── Source data ──

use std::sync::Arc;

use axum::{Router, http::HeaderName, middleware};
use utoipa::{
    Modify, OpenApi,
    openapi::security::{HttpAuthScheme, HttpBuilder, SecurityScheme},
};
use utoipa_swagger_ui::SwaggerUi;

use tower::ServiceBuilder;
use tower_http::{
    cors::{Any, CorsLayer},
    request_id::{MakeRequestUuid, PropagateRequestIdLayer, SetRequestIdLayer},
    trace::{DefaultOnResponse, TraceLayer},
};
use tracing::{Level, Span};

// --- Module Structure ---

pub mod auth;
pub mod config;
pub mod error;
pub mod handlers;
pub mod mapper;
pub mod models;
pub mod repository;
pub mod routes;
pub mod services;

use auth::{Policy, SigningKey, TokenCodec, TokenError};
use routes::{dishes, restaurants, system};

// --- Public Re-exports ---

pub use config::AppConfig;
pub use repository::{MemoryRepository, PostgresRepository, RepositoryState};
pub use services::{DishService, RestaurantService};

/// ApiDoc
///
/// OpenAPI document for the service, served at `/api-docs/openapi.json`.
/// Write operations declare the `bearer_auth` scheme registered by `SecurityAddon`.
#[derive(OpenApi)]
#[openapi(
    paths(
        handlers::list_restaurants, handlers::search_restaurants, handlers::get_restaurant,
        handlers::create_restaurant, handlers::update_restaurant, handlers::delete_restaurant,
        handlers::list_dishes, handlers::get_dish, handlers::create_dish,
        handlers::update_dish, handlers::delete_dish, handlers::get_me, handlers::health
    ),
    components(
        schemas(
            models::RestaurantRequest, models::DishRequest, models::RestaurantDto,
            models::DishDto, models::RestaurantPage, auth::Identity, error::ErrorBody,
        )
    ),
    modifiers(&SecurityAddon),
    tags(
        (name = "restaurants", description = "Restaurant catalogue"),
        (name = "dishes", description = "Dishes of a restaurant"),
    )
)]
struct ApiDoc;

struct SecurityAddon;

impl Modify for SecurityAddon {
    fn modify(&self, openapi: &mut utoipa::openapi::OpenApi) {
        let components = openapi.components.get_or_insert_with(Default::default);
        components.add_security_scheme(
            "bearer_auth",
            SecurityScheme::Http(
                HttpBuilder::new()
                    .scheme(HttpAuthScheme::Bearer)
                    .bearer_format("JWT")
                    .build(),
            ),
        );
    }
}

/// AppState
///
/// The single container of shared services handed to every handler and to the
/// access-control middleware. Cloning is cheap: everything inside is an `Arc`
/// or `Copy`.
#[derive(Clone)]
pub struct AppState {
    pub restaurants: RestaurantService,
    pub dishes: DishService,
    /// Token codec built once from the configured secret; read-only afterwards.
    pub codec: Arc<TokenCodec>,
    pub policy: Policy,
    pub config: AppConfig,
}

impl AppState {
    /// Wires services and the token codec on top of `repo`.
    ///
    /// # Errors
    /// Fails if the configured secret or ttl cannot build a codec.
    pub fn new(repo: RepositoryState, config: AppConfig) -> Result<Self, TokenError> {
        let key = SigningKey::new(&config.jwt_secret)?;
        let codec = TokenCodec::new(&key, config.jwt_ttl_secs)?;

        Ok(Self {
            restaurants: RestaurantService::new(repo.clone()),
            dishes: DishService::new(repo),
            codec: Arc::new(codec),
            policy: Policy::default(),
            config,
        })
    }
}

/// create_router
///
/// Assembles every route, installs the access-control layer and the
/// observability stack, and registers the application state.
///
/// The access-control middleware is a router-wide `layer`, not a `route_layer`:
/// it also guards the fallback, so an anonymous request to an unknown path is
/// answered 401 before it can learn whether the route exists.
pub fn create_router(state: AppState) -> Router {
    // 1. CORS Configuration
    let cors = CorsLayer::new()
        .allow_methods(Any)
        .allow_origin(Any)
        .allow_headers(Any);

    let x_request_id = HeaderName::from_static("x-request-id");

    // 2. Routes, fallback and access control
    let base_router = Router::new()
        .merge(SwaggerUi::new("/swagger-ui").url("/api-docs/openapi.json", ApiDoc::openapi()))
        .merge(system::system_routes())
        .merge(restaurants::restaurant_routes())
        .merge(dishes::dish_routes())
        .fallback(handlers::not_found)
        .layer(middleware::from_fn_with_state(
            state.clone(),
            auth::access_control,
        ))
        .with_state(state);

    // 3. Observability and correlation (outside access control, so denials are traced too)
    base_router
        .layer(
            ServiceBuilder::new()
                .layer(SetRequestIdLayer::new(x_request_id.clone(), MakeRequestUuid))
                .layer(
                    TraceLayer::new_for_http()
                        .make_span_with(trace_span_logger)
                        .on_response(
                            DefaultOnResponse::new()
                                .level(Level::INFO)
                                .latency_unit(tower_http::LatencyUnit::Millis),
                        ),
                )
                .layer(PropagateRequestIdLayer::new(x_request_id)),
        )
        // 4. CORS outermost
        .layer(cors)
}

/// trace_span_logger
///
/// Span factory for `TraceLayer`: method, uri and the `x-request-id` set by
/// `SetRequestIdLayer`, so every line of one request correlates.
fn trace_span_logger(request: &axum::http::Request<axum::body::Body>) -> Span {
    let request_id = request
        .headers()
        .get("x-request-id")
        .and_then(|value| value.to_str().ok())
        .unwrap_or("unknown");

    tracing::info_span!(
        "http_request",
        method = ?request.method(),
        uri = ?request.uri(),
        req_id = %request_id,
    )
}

───

● Problem requirements
Wherever a line of the data above contains "ApiDoc", copy that line.

● Response for this exercise
/// ApiDoc
struct ApiDoc;
        .merge(SwaggerUi::new("/swagger-ui").url("/api-docs/openapi.json", ApiDoc::openapi()))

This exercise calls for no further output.